Pier Paolo Pasolini è stato uno dei pochi personaggi italiani a mantenere un'onestà intellettuale e una fede nella sua ricerca così ferrea da risultare fra gli intellettuali più scomodi del nostro secolo. Amato solo da chi lo conosceva profondamente, era odiato per le sue contraddizioni e per il suo avere sempre una parola di troppo. Dario Bellezza, che di Pasolini era intimo amico, scrive: «e credo anche, questo sembrerà paradossale, che nonostante sia un artista di grande valore, non abbia mai dato niente di totalmente significativo per la nostra epoca». E ricordo di aver trovato, in questa affermazione, ciò che più m'aveva - già anni e anni prima - fatto fare di quell'uomo qualcuno a cui ispirarmi: provare ad essere grandi nell'animo, senza necessariamente dimostrarlo a tutti. Essere un delirio, un estremo. Amare la verità più della confortevole accondiscendenza. Amarla ed esserle dediti. Anche se farà male. «Perché, aveva una grande sensibilità», conclude Bellezza la memoria dell'amico. Un male insito nel mondo che fa male ai pochi, a quelli che sanno trovarne traccia negli atti più piccoli. Ma quale destino a queste persone?

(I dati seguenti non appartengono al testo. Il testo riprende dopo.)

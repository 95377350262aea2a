//! Money calculation utilities using rust_decimal for precision
//!
//! All arithmetic runs on `Decimal` internally and converts to `f64`
//! only at the storage/serialization edge, rounded to 2 decimal places.

use crate::settlement::error::SettlementError;
use rust_decimal::prelude::*;

/// Rounding for monetary values (2 decimal places, half away from zero)
const DECIMAL_PLACES: u32 = 2;

/// Tolerance for monetary comparisons (0.01)
pub const MONEY_TOLERANCE: Decimal = Decimal::from_parts(1, 0, 0, false, 2);

/// Maximum allowed price per line and per callback amount
pub const MAX_PRICE: f64 = 1_000_000.0;

/// Maximum allowed combo quantity per line
pub const MAX_QUANTITY: i32 = 99;

pub fn to_decimal(value: f64) -> Decimal {
    Decimal::from_f64(value).unwrap_or(Decimal::ZERO)
}

pub fn to_f64(value: Decimal) -> f64 {
    value
        .round_dp_with_strategy(DECIMAL_PLACES, RoundingStrategy::MidpointAwayFromZero)
        .to_f64()
        .unwrap_or(0.0)
}

/// Equality within `MONEY_TOLERANCE`.
pub fn money_eq(a: f64, b: f64) -> bool {
    (to_decimal(a) - to_decimal(b)).abs() <= MONEY_TOLERANCE
}

/// Whether a callback amount is structurally acceptable: finite,
/// strictly positive and below the cap. Says nothing about matching the
/// order.
pub fn amount_in_range(value: f64) -> bool {
    value.is_finite() && value > 0.0 && value <= MAX_PRICE
}

fn require_finite(value: f64, field: &str) -> Result<(), SettlementError> {
    if !value.is_finite() {
        return Err(SettlementError::InvalidAmount(format!(
            "{} must be a finite number, got {}",
            field, value
        )));
    }
    Ok(())
}

/// Validate a catalog unit price before it is frozen into a line.
pub fn validate_unit_price(value: f64, field: &str) -> Result<(), SettlementError> {
    require_finite(value, field)?;
    if value < 0.0 {
        return Err(SettlementError::InvalidAmount(format!(
            "{} must be non-negative, got {}",
            field, value
        )));
    }
    if value > MAX_PRICE {
        return Err(SettlementError::InvalidAmount(format!(
            "{} exceeds maximum allowed ({}), got {}",
            field, MAX_PRICE, value
        )));
    }
    Ok(())
}

/// Validate a combo quantity.
pub fn validate_quantity(quantity: i32) -> Result<(), SettlementError> {
    if quantity <= 0 {
        return Err(SettlementError::InvalidAmount(format!(
            "quantity must be positive, got {}",
            quantity
        )));
    }
    if quantity > MAX_QUANTITY {
        return Err(SettlementError::InvalidAmount(format!(
            "quantity exceeds maximum allowed ({}), got {}",
            MAX_QUANTITY, quantity
        )));
    }
    Ok(())
}

/// `unit_price * quantity`, rounded at the edge.
pub fn line_total(unit_price: f64, quantity: i32) -> f64 {
    to_f64(to_decimal(unit_price) * Decimal::from(quantity))
}

/// Voucher discount: `min(floor(total * rate), max_value, total)`,
/// floored to whole currency units, never negative.
pub fn discount_amount(candidate_total: f64, rate: f64, max_value: f64) -> f64 {
    let total = to_decimal(candidate_total);
    let floored = (total * to_decimal(rate)).floor();
    let capped = floored.min(to_decimal(max_value)).min(total);
    to_f64(capped.max(Decimal::ZERO))
}

#[cfg(test)]
mod tests {
    use super::*;

    #[test]
    fn line_total_is_exact_for_decimal_prices() {
        // The classic f64 trap: 0.1 + 0.2. Decimal keeps it exact.
        assert_eq!(line_total(0.1, 3), 0.3);
        assert_eq!(line_total(50.0, 2), 100.0);
        assert_eq!(line_total(19.99, 3), 59.97);
    }

    #[test]
    fn money_eq_uses_tolerance() {
        assert!(money_eq(270.0, 270.0));
        assert!(money_eq(270.0, 270.004));
        assert!(!money_eq(270.0, 270.02));
    }

    #[test]
    fn discount_floors_to_whole_units() {
        // 7% of 199.99 = 13.9993 -> floored to 13
        assert_eq!(discount_amount(199.99, 0.07, 1000.0), 13.0);
        // Exact case from the checkout flow: 10% of 300 capped at 1000
        assert_eq!(discount_amount(300.0, 0.10, 1000.0), 30.0);
    }

    #[test]
    fn discount_is_capped_by_max_value() {
        assert_eq!(discount_amount(10_000.0, 0.5, 100.0), 100.0);
    }

    #[test]
    fn discount_never_exceeds_total() {
        assert_eq!(discount_amount(40.0, 1.0, 1000.0), 40.0);
        // Rate 1.0 with a small total still clamps at the total
        assert_eq!(discount_amount(0.5, 1.0, 1000.0), 0.0); // floor(0.5) == 0
    }

    #[test]
    fn quantity_bounds() {
        assert!(validate_quantity(1).is_ok());
        assert!(validate_quantity(MAX_QUANTITY).is_ok());
        assert!(validate_quantity(0).is_err());
        assert!(validate_quantity(-3).is_err());
        assert!(validate_quantity(MAX_QUANTITY + 1).is_err());
    }

    #[test]
    fn unit_price_bounds() {
        assert!(validate_unit_price(0.0, "price").is_ok());
        assert!(validate_unit_price(150.0, "price").is_ok());
        assert!(validate_unit_price(-1.0, "price").is_err());
        assert!(validate_unit_price(f64::NAN, "price").is_err());
        assert!(validate_unit_price(f64::INFINITY, "price").is_err());
        assert!(validate_unit_price(MAX_PRICE + 1.0, "price").is_err());
    }

    #[test]
    fn amount_range_guard() {
        assert!(amount_in_range(270.0));
        assert!(!amount_in_range(0.0));
        assert!(!amount_in_range(-5.0));
        assert!(!amount_in_range(f64::NAN));
        assert!(!amount_in_range(MAX_PRICE * 2.0));
    }
}
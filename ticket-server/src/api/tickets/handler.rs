//! Ticket API Handlers

use axum::{
    Json,
    extract::{Path, State},
};
use serde::Deserialize;

use crate::core::ServerState;
use crate::utils::{AppError, AppResponse, AppResult};
use shared::ticket::{IssuedTicket, TicketVerification};

#[derive(Debug, Deserialize)]
pub struct QrVerifyRequest {
    pub qr_content: String,
    /// `false` = door-display dry run, `true` = consume the ticket
    #[serde(default)]
    pub mark_as_used: bool,
}

/// POST /api/test/qr-generate/:order_id - 签发入场二维码
///
/// 仅 COMPLETED 订单可签发；重复调用轮换 nonce，旧二维码立即作废。
pub async fn qr_generate(
    State(state): State<ServerState>,
    Path(order_id): Path<String>,
) -> AppResult<Json<AppResponse<IssuedTicket>>> {
    let ticket = state.tickets.issue(&order_id)?;
    Ok(AppResponse::ok(ticket))
}

/// POST /api/test/qr-verify - 闸机验票
///
/// `mark_as_used = true` 时核销并把订单置为 PRINTED，原子完成；
/// 两台闸机同时扫同一张票，恰好一台成功。
pub async fn qr_verify(
    State(state): State<ServerState>,
    Json(payload): Json<QrVerifyRequest>,
) -> AppResult<Json<AppResponse<TicketVerification>>> {
    if payload.qr_content.trim().is_empty() {
        return Err(AppError::validation("qr_content must not be blank"));
    }

    let verification = state.tickets.verify(&payload.qr_content, payload.mark_as_used)?;
    Ok(AppResponse::ok(verification))
}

Giacomo Leopardi, così tanto fuori le righe da essere descritto da tutti come un infelice. E ricordo che più di tutti lui m'era a cuore, quando - anch'io - ero come lui disegnata. E infatti mi cibavo, prima di andare a dormire, dei suoi versi e forse non potevo chiedere altrimenti che essere associata ad un animo così simile al mio. Ed è questa la ragione per la quale ancora soffro se qualcuno parla del Leopardi come con un animo infelice: lui, che la vita se l'è mangiata a morsi, ghigliottinato dal giudizio che altri su di lui hanno avuto è il primo poeta che mi ha parlato allargandomi il cuore. E sempre ho ricordato, quando avevo male al petto per ingiustizie, la social catena. E ho creduto, grazie a lui, in un mondo in cui - come in un formichiere - tutti erano lì per fare del bene ad altri.
Ma nessuno più di Dante m'ha fatto comprendere che cosa voglia dire amare il proprio popolo e le proprie origini. Credere nella giustizia, nell'onestà, nello schieramento. Il prendere parte e il pretendere sempre che venga presa una posizione. Io non studierei quel che studio se non fossi inciampata nell'Inferno ancora molto piccola. Se non avessi amato i versi di Dante con tutta la mia anima e se non ne avessi compreso il messaggio universale che porta. E cado ancora, a ripetizione, nella contraddizione dell'universale che è nel singolo e pretendo di darmi nuove spiegazioni a nuove letture. E forse quasi sempre ho trovato una risposta diversa dalla prima, per cui quel poeta fiorentino mi ha insegnato a reagire all'ingiustizia.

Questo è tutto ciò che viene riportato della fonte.